## Your goal
Where does the word "document" appear in the entries below? Copy each line that holds it.

-----

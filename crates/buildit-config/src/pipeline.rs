//! Parse, validate, and plan a pipeline document (C1).
//!
//! `parse` combines the distilled spec's `Parse` and `Validate` operations
//! into one pass over the scanned document: the ordered invariant checks
//! in §4.1 run directly against the scan, and a `PipelineConfiguration` is
//! only ever constructed once every check has passed, so the type never
//! has to represent a "parsed but invalid" intermediate state. `validate`
//! re-runs the same invariants against an already-built configuration,
//! for callers that construct one another way (tests, round-trips).

use std::collections::{HashMap, HashSet};

use buildit_core::pipeline::{
    ExecutionPlan, JobConfiguration, Level, PipelineConfiguration, PipelineInfo, SourceSpan,
};

use crate::error::{ConfigError, ConfigResult};
use crate::span::{self, Scanned, ScannedJob};

fn looks_numeric(s: &str) -> bool {
    !s.trim().is_empty() && s.trim().parse::<f64>().is_ok()
}

fn require_non_numeric_name(value: &str, span: SourceSpan, what: &str) -> ConfigResult<()> {
    if value.is_empty() || looks_numeric(value) {
        return Err(ConfigError::new(
            format!("{what} must be a non-empty string"),
            span,
        ));
    }
    Ok(())
}

/// Parse and validate a pipeline document in one pass, per SPEC_FULL.md
/// §4.1's ordered invariants.
pub fn parse(document: &str) -> ConfigResult<PipelineConfiguration> {
    let scanned = span::scan(document);
    build(&scanned)
}

fn build(scanned: &Scanned) -> ConfigResult<PipelineConfiguration> {
    // 1. version present and equal to "v0".
    let version = match &scanned.version {
        None => return Err(ConfigError::at_zero("missing key 'version'")),
        Some(v) if v.value != "v0" => {
            return Err(ConfigError::new(
                format!("unsupported version '{}': expected 'v0'", v.value),
                v.span,
            ));
        }
        Some(v) => v.clone(),
    };

    // 2. pipeline.name present and non-empty, not numeric-looking.
    let pipeline_key_span = scanned
        .pipeline_key_span
        .ok_or_else(|| ConfigError::at_zero("missing key 'pipeline'"))?;
    let name = scanned
        .pipeline_name
        .clone()
        .ok_or_else(|| ConfigError::new("missing key 'name'", pipeline_key_span))?;
    require_non_numeric_name(&name.value, name.span, "pipeline name")?;
    let pipeline_info = PipelineInfo { name };

    // 3. stages present and non-empty; each stage name unique.
    let stages_key_span = scanned.stages_key_span.unwrap_or(SourceSpan::ZERO);
    let stage_order = match &scanned.stages {
        None => return Err(ConfigError::new("missing key 'stages'", SourceSpan::ZERO)),
        Some(s) if s.value.is_empty() => {
            return Err(ConfigError::new("missing key 'stages'", stages_key_span));
        }
        Some(s) => s.clone(),
    };
    {
        let mut seen = HashSet::new();
        for name in &stage_order.value {
            require_non_numeric_name(name, stages_key_span, "stage name")?;
            if !seen.insert(name.as_str()) {
                return Err(ConfigError::new(
                    format!("duplicate stage name '{name}'"),
                    stages_key_span,
                ));
            }
        }
    }

    // 4. Each job: name, stage membership, uniqueness, image, script,
    //    and sibling-only dependencies.
    let jobs_key_span = scanned.jobs_key_span.unwrap_or(SourceSpan::ZERO);
    let mut stages: HashMap<String, Vec<JobConfiguration>> = HashMap::new();
    let mut seen_stage_job: HashSet<(String, String)> = HashSet::new();

    for raw in &scanned.jobs {
        let job = build_job(raw, &stage_order.value, jobs_key_span, &mut seen_stage_job)?;
        stages.entry(job.stage.value.clone()).or_default().push(job);
    }

    for stage_name in &stage_order.value {
        if !stages.contains_key(stage_name) || stages[stage_name].is_empty() {
            return Err(ConfigError::new(
                format!("stage '{stage_name}' has no jobs"),
                stages_key_span,
            ));
        }
    }

    // sibling-only dependency check, now that all stages are assembled.
    for jobs in stages.values() {
        let names: HashSet<&str> = jobs.iter().map(|j| j.name.value.as_str()).collect();
        for job in jobs {
            if let Some(deps) = &job.dependencies {
                for dep in &deps.value {
                    if !names.contains(dep.as_str()) {
                        return Err(ConfigError::new("dependency job not exist", deps.span));
                    }
                }
            }
        }
    }

    Ok(PipelineConfiguration {
        version,
        pipeline_info,
        stage_order,
        stages,
    })
}

fn build_job(
    raw: &ScannedJob,
    declared_stages: &[String],
    jobs_key_span: SourceSpan,
    seen_stage_job: &mut HashSet<(String, String)>,
) -> ConfigResult<JobConfiguration> {
    let name = raw
        .name
        .clone()
        .ok_or_else(|| ConfigError::new("missing key 'name'", jobs_key_span))?;
    require_non_numeric_name(&name.value, name.span, "job name")?;

    let stage = raw
        .stage
        .clone()
        .ok_or_else(|| ConfigError::new("missing key 'stage'", name.span))?;
    if !declared_stages.iter().any(|s| s == &stage.value) {
        return Err(ConfigError::new(
            format!("stage '{}' must be defined in stages", stage.value),
            stage.span,
        ));
    }

    let key = (stage.value.clone(), name.value.clone());
    if !seen_stage_job.insert(key) {
        return Err(ConfigError::new(
            "duplicated job name within a stage",
            name.span,
        ));
    }

    let image = raw
        .image
        .clone()
        .ok_or_else(|| ConfigError::new("missing key 'image'", name.span))?;
    if image.value.is_empty() {
        return Err(ConfigError::new(
            format!("job '{}' image must be a non-empty string", name.value),
            image.span,
        ));
    }

    let script = raw
        .script
        .clone()
        .ok_or_else(|| ConfigError::new("missing key 'script'", name.span))?;
    if script.value.is_empty() {
        return Err(ConfigError::new(
            format!(
                "job '{}' script must have at least one command",
                name.value
            ),
            script.span,
        ));
    }

    Ok(JobConfiguration {
        name,
        stage,
        image,
        script,
        dependencies: raw.needs.clone(),
    })
}

/// Re-check §4.1's invariants against an already-built configuration.
pub fn validate(cfg: &PipelineConfiguration) -> ConfigResult<()> {
    if cfg.version.value != "v0" {
        return Err(ConfigError::new(
            format!("unsupported version '{}': expected 'v0'", cfg.version.value),
            cfg.version.span,
        ));
    }
    require_non_numeric_name(
        &cfg.pipeline_info.name.value,
        cfg.pipeline_info.name.span,
        "pipeline name",
    )?;
    if cfg.stage_order.value.is_empty() {
        return Err(ConfigError::new("missing key 'stages'", cfg.stage_order.span));
    }
    let mut seen_stage_job: HashSet<(String, String)> = HashSet::new();
    for stage_name in &cfg.stage_order.value {
        let jobs = cfg.jobs_in_stage(stage_name);
        if jobs.is_empty() {
            return Err(ConfigError::new(
                format!("stage '{stage_name}' has no jobs"),
                cfg.stage_order.span,
            ));
        }
        let names: HashSet<&str> = jobs.iter().map(|j| j.name.value.as_str()).collect();
        for job in jobs {
            let key = (stage_name.clone(), job.name.value.clone());
            if !seen_stage_job.insert(key) {
                return Err(ConfigError::new(
                    "duplicated job name within a stage",
                    job.name.span,
                ));
            }
            if let Some(deps) = &job.dependencies {
                for dep in &deps.value {
                    if !names.contains(dep.as_str()) {
                        return Err(ConfigError::new("dependency job not exist", deps.span));
                    }
                }
            }
        }
    }
    Ok(())
}

/// Compute the topologically-levelled execution plan for every stage,
/// via Kahn's algorithm (§4.1).
pub fn plan(cfg: &PipelineConfiguration) -> ConfigResult<ExecutionPlan> {
    let mut stage_levels = HashMap::new();
    for stage_name in &cfg.stage_order.value {
        let jobs = cfg.jobs_in_stage(stage_name);
        let levels = plan_stage(jobs)?;
        stage_levels.insert(stage_name.clone(), levels);
    }
    Ok(ExecutionPlan { stage_levels })
}

fn plan_stage(jobs: &[JobConfiguration]) -> ConfigResult<Vec<Level>> {
    let by_name: HashMap<&str, &JobConfiguration> =
        jobs.iter().map(|j| (j.name.value.as_str(), j)).collect();

    let mut indegree: HashMap<&str, usize> =
        jobs.iter().map(|j| (j.name.value.as_str(), 0)).collect();
    let mut children: HashMap<&str, Vec<&str>> = jobs
        .iter()
        .map(|j| (j.name.value.as_str(), Vec::new()))
        .collect();
    for job in jobs {
        for dep in job.depends_on() {
            *indegree.get_mut(job.name.value.as_str()).unwrap() += 1;
            children.get_mut(dep.as_str()).unwrap().push(job.name.value.as_str());
        }
    }

    let mut remaining: HashSet<&str> = jobs.iter().map(|j| j.name.value.as_str()).collect();
    let mut levels = Vec::new();

    while !remaining.is_empty() {
        let mut level: Vec<&str> = remaining
            .iter()
            .copied()
            .filter(|n| indegree[n] == 0)
            .collect();
        level.sort_unstable();

        if level.is_empty() {
            let cycle = trace_cycle(&remaining, &by_name)
                .map_err(|e| ConfigError::new(e.to_string(), SourceSpan::ZERO))?;
            let head = &by_name[cycle[0].as_str()];
            return Err(ConfigError::new(
                format!("cyclic dependencies detected: {}", cycle.join(" -> ")),
                head.name.span,
            ));
        }

        for n in &level {
            remaining.remove(n);
        }
        for n in &level {
            for c in &children[n] {
                if let Some(d) = indegree.get_mut(c) {
                    *d -= 1;
                }
            }
        }

        levels.push(level.into_iter().map(str::to_string).collect());
    }

    Ok(levels)
}

/// DFS from the lexicographically smallest job still lacking a level,
/// following dependency edges and always preferring the smallest
/// remaining dependency — deterministic regardless of map iteration
/// order. The first re-visited node closes the cycle; an inability to
/// find one means the caller's precondition (an empty level with jobs
/// still remaining) didn't hold, which cannot happen.
fn trace_cycle(
    remaining: &HashSet<&str>,
    by_name: &HashMap<&str, &JobConfiguration>,
) -> buildit_core::Result<Vec<String>> {
    let start = *remaining
        .iter()
        .min()
        .ok_or_else(|| buildit_core::Error::Internal("internal: empty cycle".to_string()))?;

    let mut path: Vec<&str> = Vec::new();
    let mut index_of: HashMap<&str, usize> = HashMap::new();
    let mut current = start;

    loop {
        if let Some(&idx) = index_of.get(current) {
            let mut cycle: Vec<String> = path[idx..].iter().map(|s| s.to_string()).collect();
            cycle.push(current.to_string());
            return Ok(cycle);
        }
        index_of.insert(current, path.len());
        path.push(current);

        let job = by_name
            .get(current)
            .ok_or_else(|| buildit_core::Error::Internal("internal: empty cycle".to_string()))?;
        let next = job
            .depends_on()
            .iter()
            .map(String::as_str)
            .filter(|d| remaining.contains(d))
            .min();
        match next {
            Some(n) => current = n,
            None => {
                return Err(buildit_core::Error::Internal(
                    "internal: empty cycle".to_string(),
                ))
            }
        }
    }
}

#[cfg(test)]
mod tests {
    use super::*;

    fn doc(stages: &str, jobs: &str) -> String {
        format!("version: v0\npipeline:\n  name: demo\nstages:\n{stages}\njobs:\n{jobs}")
    }

    #[test]
    fn s1_linear_single_job_plan() {
        let d = doc(
            "  - build",
            "  - name: compile\n    stage: build\n    image: alpine\n    script: [echo hi]\n",
        );
        let cfg = parse(&d).expect("parses");
        let plan = plan(&cfg).expect("plans");
        assert_eq!(plan.levels_for("build"), &[vec!["compile".to_string()]]);
    }

    #[test]
    fn s2_diamond_levels() {
        let d = doc(
            "  - build",
            "  - name: a\n    stage: build\n    image: alpine\n    script: [x]\n  - name: b\n    stage: build\n    image: alpine\n    script: [x]\n    needs: [a]\n  - name: c\n    stage: build\n    image: alpine\n    script: [x]\n    needs: [a]\n  - name: d\n    stage: build\n    image: alpine\n    script: [x]\n    needs: [b, c]\n",
        );
        let cfg = parse(&d).expect("parses");
        let plan = plan(&cfg).expect("plans");
        let levels = plan.levels_for("build");
        assert_eq!(levels.len(), 3);
        assert_eq!(levels[0], vec!["a".to_string()]);
        assert_eq!(levels[1], vec!["b".to_string(), "c".to_string()]);
        assert_eq!(levels[2], vec!["d".to_string()]);
    }

    #[test]
    fn s3_cycle_detected_with_trace() {
        let d = doc(
            "  - build",
            "  - name: a\n    stage: build\n    image: alpine\n    script: [x]\n    needs: [b]\n  - name: b\n    stage: build\n    image: alpine\n    script: [x]\n    needs: [a]\n",
        );
        let cfg = parse(&d).expect("parses");
        let err = plan(&cfg).unwrap_err();
        assert_eq!(err.message, "cyclic dependencies detected: a -> b -> a");
    }

    #[test]
    fn empty_stages_is_missing_key_error() {
        let d = "version: v0\npipeline:\n  name: demo\nstages:\njobs:\n  - name: x\n    stage: build\n    image: a\n    script: [x]\n";
        let err = parse(d).unwrap_err();
        assert_eq!(err.message, "missing key 'stages'");
    }

    #[test]
    fn stage_with_no_jobs() {
        let d = doc(
            "  - build\n  - test",
            "  - name: x\n    stage: build\n    image: a\n    script: [x]\n",
        );
        let err = parse(&d).unwrap_err();
        assert_eq!(err.message, "stage 'test' has no jobs");
    }

    #[test]
    fn dependency_on_nonexistent_sibling() {
        let d = doc(
            "  - build",
            "  - name: x\n    stage: build\n    image: a\n    script: [x]\n    needs: [ghost]\n",
        );
        let err = parse(&d).unwrap_err();
        assert_eq!(err.message, "dependency job not exist");
    }

    #[test]
    fn duplicate_job_name_within_stage() {
        let d = doc(
            "  - build",
            "  - name: x\n    stage: build\n    image: a\n    script: [x]\n  - name: x\n    stage: build\n    image: a\n    script: [y]\n",
        );
        let err = parse(&d).unwrap_err();
        assert_eq!(err.message, "duplicated job name within a stage");
    }

    #[test]
    fn numeric_looking_job_name_rejected() {
        let d = doc(
            "  - build",
            "  - name: \"123\"\n    stage: build\n    image: a\n    script: [x]\n",
        );
        let err = parse(&d).unwrap_err();
        assert_eq!(err.message, "job name must be a non-empty string");
    }
}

-----

## Task response
//! Parse, validate, and plan a pipeline document (C1).
//! into one pass over the scanned document: the ordered invariant checks
/// Parse and validate a pipeline document in one pass, per SPEC_FULL.md
pub fn parse(document: &str) -> ConfigResult<PipelineConfiguration> {
    let scanned = span::scan(document);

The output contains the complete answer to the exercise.